You will find by reading that second chapter that God tried to palm off on Adam a beast as his helpmeet. Everybody talks about the Bible and nobody reads it; that is the reason it is so generally believed. I am probably the only man in the United States who has read the Bible through this year. I have wasted that time, but I had a purpose in view. Just read it, and you will find, about the twenty-third verse, that God caused all the animals to walk before Adam in order that he might name them. And the animals came like a menagerie into town, and as Adam looked at all the crawlers, jumpers and creepers, this God stood by to see what he would call them. After this procession passed, it was pathetically remarked, "Yet was there not found any helpmeet for Adam." Adam didn't see anything that he could fancy. And I am glad he didn't. If he had, there would not have been a free-thinker in this world; we should have all died orthodox. And finding Adam was so particular, God had to make him a helpmeet, and having used up the nothing, he was compelled to take part of the man to make the woman with, and he took from the man a rib. How did he get it? And then imagine a God with a bone in his hand, and about to start a woman, trying to make up his mind whether to make a blonde or a brunette.

Right here it is only proper that I should warn you of the consequences of laughing at any story in the Bible. When you come to die, your laughing at this story will be a thorn in your pillow. As you look back upon the record of your life, no matter how many men you have wrecked and ruined, and no matter how many women you have deceived and deserted—all that may be forgiven you but if you recollect that you have laughed at God's book you will see through the shadows of death, the leering looks of fiends and the forked tongues of devils. Let me show you how it will be. For instance it is the day of judgment. When the man is called up by the recording secretary, or whoever does the cross-examining, he says to his soul "Where are you from?" "I am from the world." "Yes sir. What kind of a man were you?" "Well, I don't like to talk about myself." "But you have to. What kind of a man were you?" "Well, I was a good fellow; I loved my wife, I loved my children. My home was my heaven; my fire-side was my paradise, and to sit there and see the lights and shadows falling on the faces of those I love, that to me was a perpetual joy. I never gave one of them a solitary moment of pain. I don't owe a dollar in the world and I left enough to pay my funeral expenses and keep the wolf of want from the door of the house I loved. That is the kind of a man I am." "Did you belong to any church?" "I did not. They were too narrow for me. They were always expecting to be happy simply because somebody else was to be damned."
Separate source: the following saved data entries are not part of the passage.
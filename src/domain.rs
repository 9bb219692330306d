//! Domain models: courses, chapters, generated questions, learner answers,
//! unlock/progress records, the points ledger and achievements.

use chrono::{DateTime, Utc};
use serde::{Deserialize, Serialize};

/// Per-(user, chapter) unlock state. Chapter 1 is unlocked at enrollment;
/// chapter N+1 unlocks only after chapter N completes.
#[derive(Clone, Copy, Debug, PartialEq, Eq, Serialize, Deserialize)]
#[serde(rename_all = "SCREAMING_SNAKE_CASE")]
pub enum ChapterStatus {
  Locked,
  Unlocked,
  Completed,
}

#[derive(Clone, Copy, Debug, PartialEq, Eq, Serialize, Deserialize)]
#[serde(rename_all = "SCREAMING_SNAKE_CASE")]
pub enum CourseStatus {
  InProgress,
  Completed,
}

/// Reason codes recorded in the points ledger.
#[derive(Clone, Copy, Debug, PartialEq, Eq, Serialize, Deserialize)]
#[serde(rename_all = "SCREAMING_SNAKE_CASE")]
pub enum PointsReason {
  ChapterCompletion,
  StreakBonus,
  AchievementUnlock,
}

#[derive(Clone, Debug, Serialize, Deserialize)]
#[serde(rename_all = "camelCase")]
pub struct Course {
  pub id: String,
  pub title: String,
  pub description: String,
  pub created_at: DateTime<Utc>,
}

#[derive(Clone, Debug, Serialize, Deserialize)]
#[serde(rename_all = "camelCase")]
pub struct Chapter {
  pub id: String,
  pub course_id: String,
  pub chapter_number: u32,
  pub title: String,
  pub description: String,
  /// Markdown body, generated lazily by the content collaborator.
  #[serde(default)]
  pub content_md: Option<String>,
}

/// One generated comprehension question. Immutable once stored; regeneration
/// replaces the whole set for a chapter.
#[derive(Clone, Debug, Serialize, Deserialize)]
#[serde(rename_all = "camelCase")]
pub struct ChapterQuestion {
  pub id: String,
  pub chapter_id: String,
  pub question_number: u32,
  pub question_text: String,
  pub question_type: String,
  pub question_category: String,
  pub difficulty: String,
  #[serde(default)]
  pub hints: Vec<String>,
  #[serde(default)]
  pub options: Option<Vec<String>>,
}

/// A learner's answer to one question, unique per (user, question).
/// Resubmission overwrites the text and clears any prior evaluation.
#[derive(Clone, Debug, Serialize, Deserialize)]
#[serde(rename_all = "camelCase")]
pub struct UserQuestionAnswer {
  pub user_id: String,
  pub question_id: String,
  pub answer: String,
  pub ai_score: Option<u32>,
  pub is_correct: Option<bool>,
  pub ai_feedback: Option<String>,
  #[serde(default)]
  pub ai_suggestions: Vec<String>,
  pub submitted_at: DateTime<Utc>,
}

#[derive(Clone, Debug, Serialize, Deserialize)]
#[serde(rename_all = "camelCase")]
pub struct UserChapterProgress {
  pub user_id: String,
  pub course_id: String,
  pub chapter_id: String,
  pub status: ChapterStatus,
  pub unlocked_at: Option<DateTime<Utc>>,
  pub completed_at: Option<DateTime<Utc>>,
}

#[derive(Clone, Debug, Serialize, Deserialize)]
#[serde(rename_all = "camelCase")]
pub struct UserCourseProgress {
  pub user_id: String,
  pub course_id: String,
  pub status: CourseStatus,
  pub started_at: DateTime<Utc>,
}

/// Aggregate points state. Invariant after every update:
/// `current_exp < exp_to_next_level` and `level` never decreases.
#[derive(Clone, Debug, Serialize, Deserialize)]
#[serde(rename_all = "camelCase")]
pub struct UserPoints {
  pub user_id: String,
  pub total_points: i64,
  pub level: u32,
  pub current_exp: i64,
  pub exp_to_next_level: i64,
  pub streak: u32,
  pub last_active_date: Option<DateTime<Utc>>,
}

impl UserPoints {
  pub fn fresh(user_id: &str) -> Self {
    Self {
      user_id: user_id.to_string(),
      total_points: 0,
      level: 1,
      current_exp: 0,
      exp_to_next_level: 100,
      streak: 0,
      last_active_date: None,
    }
  }
}

/// Append-only ledger row; never mutated or deleted.
#[derive(Clone, Debug, Serialize, Deserialize)]
#[serde(rename_all = "camelCase")]
pub struct PointsHistoryEntry {
  pub id: String,
  pub user_id: String,
  pub points_change: i64,
  pub reason: PointsReason,
  pub description: Option<String>,
  pub created_at: DateTime<Utc>,
}

/// Outcome record of one progression submission.
#[derive(Clone, Debug, Serialize, Deserialize)]
#[serde(rename_all = "camelCase")]
pub struct Assessment {
  pub id: String,
  pub user_id: String,
  pub course_id: String,
  pub chapter_id: String,
  pub score: u32,
  pub can_progress: bool,
  pub created_at: DateTime<Utc>,
}

#[derive(Clone, Copy, Debug, PartialEq, Eq, Serialize, Deserialize)]
#[serde(rename_all = "snake_case")]
pub enum AchievementCategory {
  Course,
  Chapter,
  Points,
  Level,
  Mastery,
  Streak,
}

/// Unlock conditions checked against aggregate learner stats.
#[derive(Clone, Copy, Debug, PartialEq, Eq)]
pub enum AchievementCondition {
  CompleteCourses(u32),
  CompleteChapters(u32),
  EarnPoints(i64),
  ReachLevel(u32),
  PerfectScores(u32),
  StreakDays(u32),
}

#[derive(Clone, Debug)]
pub struct AchievementDef {
  pub id: &'static str,
  pub name: &'static str,
  pub description: &'static str,
  pub icon: &'static str,
  pub category: AchievementCategory,
  pub condition: AchievementCondition,
  pub points: i64,
}

#[derive(Clone, Debug, Serialize, Deserialize)]
#[serde(rename_all = "camelCase")]
pub struct UserAchievement {
  pub user_id: String,
  pub achievement_id: String,
  pub unlocked_at: DateTime<Utc>,
}
//! Loading agent configuration (prompt templates) from TOML.
//!
//! See `AgentConfig` and `Prompts` for the expected schema. Everything has a
//! default, so the config file is entirely optional.

use serde::Deserialize;
use tracing::{error, info};

#[derive(Clone, Debug, Deserialize, Default)]
pub struct AgentConfig {
  #[serde(default)]
  pub prompts: Prompts,
}

/// Prompts used by the OpenAI client. Defaults cover question generation,
/// batch answer evaluation and chapter content drafting. Override them in
/// TOML if you need to tune tone/structure.
#[derive(Clone, Debug, Deserialize)]
pub struct Prompts {
  // Comprehension question generation
  pub question_system: String,
  pub question_user_template: String,
  // Batch answer evaluation
  pub eval_system: String,
  pub eval_user_template: String,
  // Chapter content drafting
  pub content_system: String,
  pub content_user_template: String,
}

impl Default for Prompts {
  fn default() -> Self {
    Self {
      question_system: "You are a course assessment designer. Respond ONLY with strict JSON.".into(),
      question_user_template: "Course: {course_title}\nChapter: {chapter_title}\nLearner level: {level}\nChapter content:\n{chapter_content}\n\nWrite 5 open comprehension questions covering the chapter's key ideas. Return JSON: {\"questions\": [{\"questionNumber\": number, \"questionText\": string, \"questionType\": string, \"questionCategory\": string, \"difficulty\": string, \"hints\": [string], \"options\": [string] | null}]}. Number questions from 1.".into(),
      eval_system: "You are a strict but fair answer evaluator. Be concise. Output JSON only.".into(),
      eval_user_template: "Learner level: {level}\nQuestions and answers (JSON): {items_json}\n\nEvaluate every item. Return JSON: {\"evaluations\": [{\"questionId\": string, \"score\": number, \"isCorrect\": boolean, \"feedback\": string, \"suggestions\": [string]}]}. Scoring: 0-100. 'isCorrect' = true if the answer demonstrates real understanding (score >= 60).".into(),
      content_system: "You are a course author writing clear, well-structured Markdown chapters.".into(),
      content_user_template: "Course: {course_title}\nChapter: {chapter_title}\nChapter goal: {chapter_description}\n\nWrite the full chapter in Markdown. Use headings, short paragraphs and concrete examples. Output ONLY the Markdown body.".into(),
    }
  }
}

/// Attempt to load `AgentConfig` from KURSO_CONFIG_PATH. On any parsing/IO
/// error, returns None and the defaults apply.
pub fn load_agent_config_from_env() -> Option<AgentConfig> {
  let path = std::env::var("KURSO_CONFIG_PATH").ok()?;
  match std::fs::read_to_string(&path) {
    Ok(s) => match toml::from_str::<AgentConfig>(&s) {
      Ok(cfg) => {
        info!(target: "kurso_backend", %path, "Loaded agent config (TOML)");
        Some(cfg)
      }
      Err(e) => {
        error!(target: "kurso_backend", %path, error = %e, "Failed to parse TOML config");
        None
      }
    },
    Err(e) => {
      error!(target: "kurso_backend", %path, error = %e, "Failed to read TOML config file");
      None
    }
  }
}
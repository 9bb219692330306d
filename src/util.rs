//! Small utility helpers used across modules.

/// Very small and safe string templating.
/// Replaces occurrences of `{key}` in the template with provided values.
/// This is intentionally simple (no nested/conditional logic).
pub fn fill_template(tpl: &str, pairs: &[(&str, &str)]) -> String {
  let mut out = tpl.to_string();
  for (k, v) in pairs {
    let needle = format!("{{{}}}", k);
    out = out.replace(&needle, v);
  }
  out
}

/// Log-safe truncation for large strings.
/// Avoids spamming logs with huge prompt/response payloads.
pub fn trunc_for_log(s: &str, max: usize) -> String {
  if s.len() <= max {
    s.to_string()
  } else {
    let cut = s
      .char_indices()
      .take_while(|(i, _)| *i < max)
      .last()
      .map(|(i, c)| i + c.len_utf8())
      .unwrap_or(0);
    format!("{}… ({} bytes total)", &s[..cut], s.len())
  }
}

#[cfg(test)]
mod tests {
  use super::*;

  #[test]
  fn fill_template_replaces_all_keys() {
    let out = fill_template("{a} and {b} and {a}", &[("a", "x"), ("b", "y")]);
    assert_eq!(out, "x and y and x");
  }

  #[test]
  fn trunc_keeps_short_strings_intact() {
    assert_eq!(trunc_for_log("short", 32), "short");
    assert!(trunc_for_log(&"x".repeat(100), 10).starts_with("xxxxxxxxxx"));
  }
}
"Well, did you believe that rib story?" "What rib story—Do you mean that Adam and Eve business? No, I did not. To tell you the God's truth, that was a little more than I could swallow." "To hell with him. Next. Where are you from?" "I'm from the world, too." "Do you belong to any church?" "Yes, sir, and to the Young Men's Christian Association." "What is your business?" "Cashier in a bank." "Did you ever run off with any money? I don't like to tell, Sir." "Well, you have to." "Yes, Sir I did." "What kind of a bank did you have?" "A savings bank." "How much did you run off with?" "One hundred thousand dollars." "Did you take anything else along with you?" "Yes Sir." "What?" "I took my neighbor's wife." "Did you have a wife and children of your own?" "Yes, Sir." "And you deserted them?" "Oh, yes; but such was my confidence in God that I believed he would take care of them." "Have you heard of them since?" "No, Sir. Did you believe that rib story?" "Ah, bless your soul, yes! I believe all of it, Sir; I often used to be sorry that there were not harder stories yet in the Bible, so that I could show what my faith could do." "You believed it, did you?" "Yes, with all my heart." "Give him a harp."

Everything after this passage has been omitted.